Commissioner of Police Chester Williams took a similar stance in regards to the actions of the police officers. In explaining what transpired, he said, “… I also communicated with Mr. Hyde, who is the president of the CWU, and I told him that we were going to allow them to remain on the grounds providing that they remain peaceful. He gave his assurance that they were not about trouble, that they were going to be peaceful.
“A few minutes later, I got a call that shots were being fired at the Port of Belize Limited and that the GSU were deployed to the area.
“Now for me, that was a total wrong move … in a situation as volatile as what was happening at Port, I would have never made a decision to deploy a paramilitary unit.
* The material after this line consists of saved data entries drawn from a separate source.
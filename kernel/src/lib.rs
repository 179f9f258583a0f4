//! NimbusOS kernel library: x86_64 glue, the OS abstraction layer the
//! TCP/IP stack runs on, and the uhyve virtual NIC driver.
//!
//! `sys` and `net` are hardware-independent behind trait seams and build
//! for the host, which is where the test suite runs. The `arch` and `mem`
//! modules only build for the kernel target; tests get a small stub
//! standing in for the clock, CPU feature probes, and the serial console.
#![no_std]
#![cfg_attr(not(test), feature(abi_x86_interrupt))]

extern crate alloc;
#[cfg(test)]
extern crate std;

#[cfg(not(test))]
pub mod arch;
#[cfg(not(test))]
pub mod mem;

pub mod net;
pub mod sys;

/// Host-side stand-ins for the arch layer, mirroring the paths the rest
/// of the crate uses.
#[cfg(test)]
pub mod arch {
    pub mod x86_64 {
        pub fn cli() {}

        pub fn sti() {}

        pub fn interrupts_enabled() -> bool {
            false
        }

        pub mod cpu {
            pub fn has_rdrand() -> bool {
                false
            }

            pub fn rdrand() -> u64 {
                0
            }
        }

        pub mod timer {
            use std::sync::OnceLock;
            use std::time::Instant;

            static EPOCH: OnceLock<Instant> = OnceLock::new();

            pub fn monotonic_ms() -> u64 {
                let epoch = EPOCH.get_or_init(Instant::now);
                epoch.elapsed().as_millis() as u64
            }
        }

        pub mod serial {
            use core::fmt;
            use spin::Mutex;

            pub static SERIAL: Mutex<Serial> = Mutex::new(Serial);

            pub struct Serial;

            impl fmt::Write for Serial {
                fn write_str(&mut self, s: &str) -> fmt::Result {
                    std::print!("{}", s);
                    Ok(())
                }
            }
        }
    }
}

#[cfg(test)]
#[macro_export]
macro_rules! serial_print {
    ($($arg:tt)*) => {
        {
            use core::fmt::Write;
            let mut serial = $crate::arch::x86_64::serial::SERIAL.lock();
            let _ = write!(serial, $($arg)*);
        }
    };
}

#[cfg(test)]
#[macro_export]
macro_rules! serial_println {
    () => ($crate::serial_print!("\n"));
    ($($arg:tt)*) => {
        $crate::serial_print!("{}\n", format_args!($($arg)*))
    };
}
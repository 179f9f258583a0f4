use alloc::vec;
use alloc::vec::Vec;
use smoltcp::wire::{EthernetAddress, Ipv4Address, Ipv4Cidr};

use super::driver::{parse_mac, IfaceState, UhyveNet, ETH_PAD_SIZE, MTU, TX_FRAME_MAX};
use super::frame::FrameChain;
use super::hypercall::MAC_STR_LEN;
use super::mock::{MockPort, RecordingStack};
use super::registry::{IfaceId, NetifRegistry};
use super::setup::{bring_up, prefix_from_mask};
use super::NetError;
use nimbusos_boot::{BootHeader, BOOT_MAGIC, BOOT_VERSION};

const MAC: &str = "52:54:00:12:34:56";

fn ready_netif(port: MockPort) -> UhyveNet<MockPort> {
    let mut netif = UhyveNet::new(port);
    let mut stack = RecordingStack::new(512);
    netif.initialize(&mut stack).unwrap();
    netif
}

fn flatten(frame: &FrameChain) -> Vec<u8> {
    let mut out = vec![0u8; frame.total_len()];
    frame.copy_to(0, &mut out);
    out
}

fn header() -> BootHeader {
    let mut h: BootHeader = unsafe { core::mem::zeroed() };
    h.magic_number = BOOT_MAGIC;
    h.version = BOOT_VERSION;
    h.cpu_online = 1;
    h.hcip = [10, 0, 5, 2];
    h.hcgateway = [10, 0, 5, 1];
    h.hcmask = [255, 255, 255, 0];
    h
}

#[test]
fn initialize_parses_mac_and_publishes_capabilities() {
    let netif = ready_netif(MockPort::new(MAC));
    assert_eq!(netif.state(), IfaceState::Ready);
    assert_eq!(
        netif.mac(),
        EthernetAddress([0x52, 0x54, 0x00, 0x12, 0x34, 0x56])
    );
    assert_eq!(netif.mtu(), MTU);
    let flags = netif.flags();
    assert!(flags.contains(super::NetifFlags::BROADCAST));
    assert!(flags.contains(super::NetifFlags::ETHARP));
    assert!(flags.contains(super::NetifFlags::LINK_UP));
}

#[test]
fn initialize_rejects_garbage_mac() {
    let mut port = MockPort::new(MAC);
    port.mac_str = [b'x'; MAC_STR_LEN];
    let mut netif = UhyveNet::new(port);
    let mut stack = RecordingStack::new(512);
    assert_eq!(netif.initialize(&mut stack), Err(NetError::BadMacAddress));
}

#[test]
#[should_panic(expected = "initialized twice")]
fn initialize_twice_panics() {
    let mut netif = ready_netif(MockPort::new(MAC));
    let mut stack = RecordingStack::new(512);
    let _ = netif.initialize(&mut stack);
}

#[test]
fn initialize_drains_frames_queued_before_interrupts() {
    let mut port = MockPort::new(MAC);
    port.push_rx(&[1, 2, 3]);
    port.push_rx(&[4, 5, 6, 7]);
    let mut netif = UhyveNet::new(port);
    let mut stack = RecordingStack::new(512);
    netif.initialize(&mut stack).unwrap();
    assert_eq!(stack.frames.len(), 2);
    assert_eq!(netif.stats().recv, 2);
}

#[test]
fn idle_poll_is_one_probe_and_nothing_else() {
    let mut netif = ready_netif(MockPort::new(MAC));
    let mut stack = RecordingStack::new(512);
    netif.poll(&mut stack);
    assert_eq!(stack.alloc_calls, 0);
    assert!(stack.frames.is_empty());
    // One probe during this poll on top of the one from initialize.
    assert_eq!(netif.port().netread_calls, 2);
}

#[test]
fn poll_before_ready_touches_nothing() {
    let mut netif = UhyveNet::new(MockPort::new(MAC));
    let mut stack = RecordingStack::new(512);
    netif.poll(&mut stack);
    assert_eq!(netif.port().netread_calls, 0);
}

#[test]
fn poll_preserves_arrival_order() {
    let mut netif = ready_netif(MockPort::new(MAC));
    netif.port_mut().push_rx(&[0xaa; 10]);
    netif.port_mut().push_rx(&[0xbb; 600]);
    netif.port_mut().push_rx(&[0xcc; 20]);
    let mut stack = RecordingStack::new(512);
    netif.poll(&mut stack);

    assert_eq!(stack.frames.len(), 3);
    assert_eq!(flatten(&stack.frames[0])[ETH_PAD_SIZE..], [0xaa; 10]);
    assert_eq!(flatten(&stack.frames[1])[ETH_PAD_SIZE..], [0xbb; 600]);
    assert_eq!(flatten(&stack.frames[2])[ETH_PAD_SIZE..], [0xcc; 20]);
    // The 600-byte frame spans two pool segments.
    assert!(stack.frames[1].segment_count() >= 2);
}

#[test]
fn poll_survives_allocation_failure_mid_drain() {
    let mut netif = ready_netif(MockPort::new(MAC));
    netif.port_mut().push_rx(&[1; 64]);
    netif.port_mut().push_rx(&[2; 64]);
    netif.port_mut().push_rx(&[3; 64]);
    let mut stack = RecordingStack::new(512);
    stack.alloc_budget = Some(1);
    netif.poll(&mut stack);

    // First frame delivered, the rest dropped, device fully drained.
    assert_eq!(stack.frames.len(), 1);
    assert_eq!(netif.stats().recv, 1);
    assert_eq!(netif.stats().dropped, 2);
    assert_eq!(netif.stats().memerr, 2);
    netif.port_mut().push_rx(&[4; 64]);
    let mut fresh = RecordingStack::new(512);
    netif.poll(&mut fresh);
    assert_eq!(fresh.frames.len(), 1);
}

#[test]
fn poll_counts_dispatch_refusals_as_drops() {
    let mut netif = ready_netif(MockPort::new(MAC));
    netif.port_mut().push_rx(&[1; 32]);
    netif.port_mut().push_rx(&[2; 32]);
    let mut stack = RecordingStack::new(512);
    stack.dispatch_budget = Some(1);
    netif.poll(&mut stack);
    assert_eq!(stack.frames.len(), 1);
    assert_eq!(netif.stats().recv, 1);
    assert_eq!(netif.stats().dropped, 1);
    assert_eq!(netif.stats().memerr, 0);
}

#[test]
fn output_flattens_chain_into_one_hypercall() {
    let mut netif = ready_netif(MockPort::new(MAC));
    let mut frame = FrameChain::with_segments(&[700, 700, 392]);
    let payload: Vec<u8> = (0..TX_FRAME_MAX - ETH_PAD_SIZE)
        .map(|i| (i % 251) as u8)
        .collect();
    frame.write_at(ETH_PAD_SIZE, &payload);

    netif.output(&frame).unwrap();
    assert_eq!(netif.port().writes.len(), 1);
    assert_eq!(netif.port().writes[0], payload);
    assert_eq!(netif.stats().xmit, 1);
}

#[test]
fn output_rejects_oversized_frame_before_any_hypercall() {
    let mut netif = ready_netif(MockPort::new(MAC));
    let frame = FrameChain::chunked(TX_FRAME_MAX + 1, 512);
    assert_eq!(netif.output(&frame), Err(NetError::FrameTooLarge));
    assert!(netif.port().writes.is_empty());
    assert_eq!(netif.stats().xmit, 0);
}

#[test]
fn output_reports_host_refusal() {
    let mut netif = ready_netif(MockPort::new(MAC));
    netif.port_mut().write_ret = -1;
    let frame = FrameChain::from_bytes(&[0u8; 64]);
    assert_eq!(netif.output(&frame), Err(NetError::HostRejected));
    assert_eq!(netif.stats().dropped, 1);
}

#[test]
fn mac_parser_accepts_upper_and_lower_hex() {
    let mut s = [0u8; MAC_STR_LEN];
    s[..17].copy_from_slice(b"aA:bB:0c:1D:ee:FF");
    assert_eq!(
        parse_mac(&s),
        Some(EthernetAddress([0xaa, 0xbb, 0x0c, 0x1d, 0xee, 0xff]))
    );
}

#[test]
fn mac_parser_rejects_bad_separator() {
    let mut s = [0u8; MAC_STR_LEN];
    s[..17].copy_from_slice(b"52-54-00-12-34-56");
    assert_eq!(parse_mac(&s), None);
}

#[test]
fn netmask_prefix_lengths() {
    assert_eq!(prefix_from_mask([255, 255, 255, 0]), 24);
    assert_eq!(prefix_from_mask([255, 255, 0, 0]), 16);
    assert_eq!(prefix_from_mask([255, 255, 255, 255]), 32);
    assert_eq!(prefix_from_mask([0, 0, 0, 0]), 0);
}

#[test]
fn registry_tracks_default_and_admin_state() {
    let mut registry = NetifRegistry::new();
    let netif = ready_netif(MockPort::new(MAC));
    let cidr = Ipv4Cidr::new(Ipv4Address::new(10, 0, 5, 2), 24);
    let gw = Ipv4Address::new(10, 0, 5, 1);
    registry.add(IfaceId(0), netif, cidr, gw);

    assert!(!registry.is_up(IfaceId(0)));
    assert!(registry.default_mut().is_none());

    registry.set_default(IfaceId(0));
    registry.set_up(IfaceId(0));
    assert!(registry.is_up(IfaceId(0)));
    assert_eq!(registry.ipv4(IfaceId(0)), Some(cidr));
    assert_eq!(registry.gateway(IfaceId(0)), Some(gw));
    assert!(registry.default_mut().is_some());
}

#[test]
#[should_panic(expected = "registered twice")]
fn registry_rejects_duplicate_ids() {
    let mut registry = NetifRegistry::new();
    let cidr = Ipv4Cidr::new(Ipv4Address::new(10, 0, 5, 2), 24);
    let gw = Ipv4Address::new(10, 0, 5, 1);
    registry.add(IfaceId(0), ready_netif(MockPort::new(MAC)), cidr, gw);
    registry.add(IfaceId(0), ready_netif(MockPort::new(MAC)), cidr, gw);
}

#[test]
fn bring_up_without_device_registers_nothing() {
    let mut port = MockPort::new(MAC);
    port.attached = false;
    let mut stack = RecordingStack::new(512);
    let mut registry = NetifRegistry::new();
    let err = bring_up(port, &mut stack, &header(), &mut registry);
    assert_eq!(err, Err(NetError::NoDevice));
    assert!(registry.is_empty());
}

#[test]
fn bring_up_registers_default_interface_from_header() {
    let port = MockPort::new(MAC);
    let mut stack = RecordingStack::new(512);
    let mut registry = NetifRegistry::new();
    let id = bring_up(port, &mut stack, &header(), &mut registry).unwrap();

    assert_eq!(id, IfaceId(0));
    assert_eq!(registry.default_id(), Some(id));
    assert!(registry.is_up(id));
    assert_eq!(
        registry.ipv4(id),
        Some(Ipv4Cidr::new(Ipv4Address::new(10, 0, 5, 2), 24))
    );
    assert_eq!(registry.gateway(id), Some(Ipv4Address::new(10, 0, 5, 1)));
}

#[test]
fn frames_flow_from_port_to_mailbox_consumer() {
    let (mut stack, frames) = super::MailboxStackPort::new(8).unwrap();
    let mut port = MockPort::new(MAC);
    port.push_rx(&[9; 100]);
    let mut registry = NetifRegistry::new();
    let id = bring_up(port, &mut stack, &header(), &mut registry).unwrap();

    let first = frames.try_fetch().unwrap();
    assert_eq!(flatten(&first)[ETH_PAD_SIZE..], [9; 100]);

    let netif = registry.get_mut(id).unwrap();
    netif.port_mut().push_rx(&[7; 40]);
    netif.poll(&mut stack);
    let second = frames.fetch(50).unwrap();
    assert_eq!(flatten(&second)[ETH_PAD_SIZE..], [7; 40]);
    assert!(matches!(
        frames.fetch(5),
        Err(crate::sys::SysError::TimedOut)
    ));
}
“Now I want the public to understand that as a police department, we must always strive to be professional, we must always strive to do things in a peaceful manner. Brute force and ignorance does not make situations better for us.”
The Port of Belize sent out another release after that incident, stating that “CWU members caused a level of civil unrest, unaddressed by authorities, that required the port to close its gates in order to protect life and property.”
They also cited a 94% reduction in cruise-related revenue and a 26% reduction in cargo-related revenue as a part of justifying their position.
It was at around 2:00 p.m. in the afternoon that the injunction was submitted at the Supreme Court under chapter 297, specifically, section 45(3) of the Labour Act.
A ruling on the injunction is to be made on Friday, July 24, by Madame Justice Sonya Young.